**What you will do**
Each line containing the string "example" should be copied out of the entries.

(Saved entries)
○ ○ ○ ○
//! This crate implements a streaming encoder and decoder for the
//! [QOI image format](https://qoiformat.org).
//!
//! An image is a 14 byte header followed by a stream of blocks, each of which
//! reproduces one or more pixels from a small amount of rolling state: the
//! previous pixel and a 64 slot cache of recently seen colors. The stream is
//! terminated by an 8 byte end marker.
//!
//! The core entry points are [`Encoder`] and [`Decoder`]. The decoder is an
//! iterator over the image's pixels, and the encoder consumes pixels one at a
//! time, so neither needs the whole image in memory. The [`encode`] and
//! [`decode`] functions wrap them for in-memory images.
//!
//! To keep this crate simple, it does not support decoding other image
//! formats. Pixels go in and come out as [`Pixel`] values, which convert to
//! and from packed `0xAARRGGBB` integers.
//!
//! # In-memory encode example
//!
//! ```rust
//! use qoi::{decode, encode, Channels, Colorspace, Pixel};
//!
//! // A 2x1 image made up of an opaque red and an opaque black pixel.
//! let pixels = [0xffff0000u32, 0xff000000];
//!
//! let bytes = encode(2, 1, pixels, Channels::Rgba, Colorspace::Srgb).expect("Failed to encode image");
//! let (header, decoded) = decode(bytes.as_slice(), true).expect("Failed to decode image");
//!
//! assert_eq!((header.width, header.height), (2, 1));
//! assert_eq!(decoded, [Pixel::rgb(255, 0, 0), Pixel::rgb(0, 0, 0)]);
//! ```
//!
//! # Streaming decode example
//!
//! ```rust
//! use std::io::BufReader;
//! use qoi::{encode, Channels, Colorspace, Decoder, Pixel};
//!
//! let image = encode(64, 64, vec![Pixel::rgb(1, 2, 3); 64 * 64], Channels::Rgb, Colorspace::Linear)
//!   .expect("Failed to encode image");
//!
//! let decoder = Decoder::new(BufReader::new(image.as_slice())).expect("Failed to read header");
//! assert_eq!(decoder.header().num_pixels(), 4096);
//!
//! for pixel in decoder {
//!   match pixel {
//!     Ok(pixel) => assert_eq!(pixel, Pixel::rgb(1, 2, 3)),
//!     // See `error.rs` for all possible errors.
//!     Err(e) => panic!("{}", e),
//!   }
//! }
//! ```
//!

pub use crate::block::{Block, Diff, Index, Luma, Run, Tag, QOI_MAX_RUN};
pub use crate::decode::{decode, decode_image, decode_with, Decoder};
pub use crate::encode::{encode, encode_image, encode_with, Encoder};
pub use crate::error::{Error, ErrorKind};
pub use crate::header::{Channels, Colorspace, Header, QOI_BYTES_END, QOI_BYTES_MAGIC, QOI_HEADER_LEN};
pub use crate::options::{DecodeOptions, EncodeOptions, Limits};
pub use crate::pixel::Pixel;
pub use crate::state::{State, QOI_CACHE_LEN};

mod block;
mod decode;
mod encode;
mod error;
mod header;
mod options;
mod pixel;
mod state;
○ ○ ○ ○
**Task output**
//! # In-memory encode example
//! # Streaming decode example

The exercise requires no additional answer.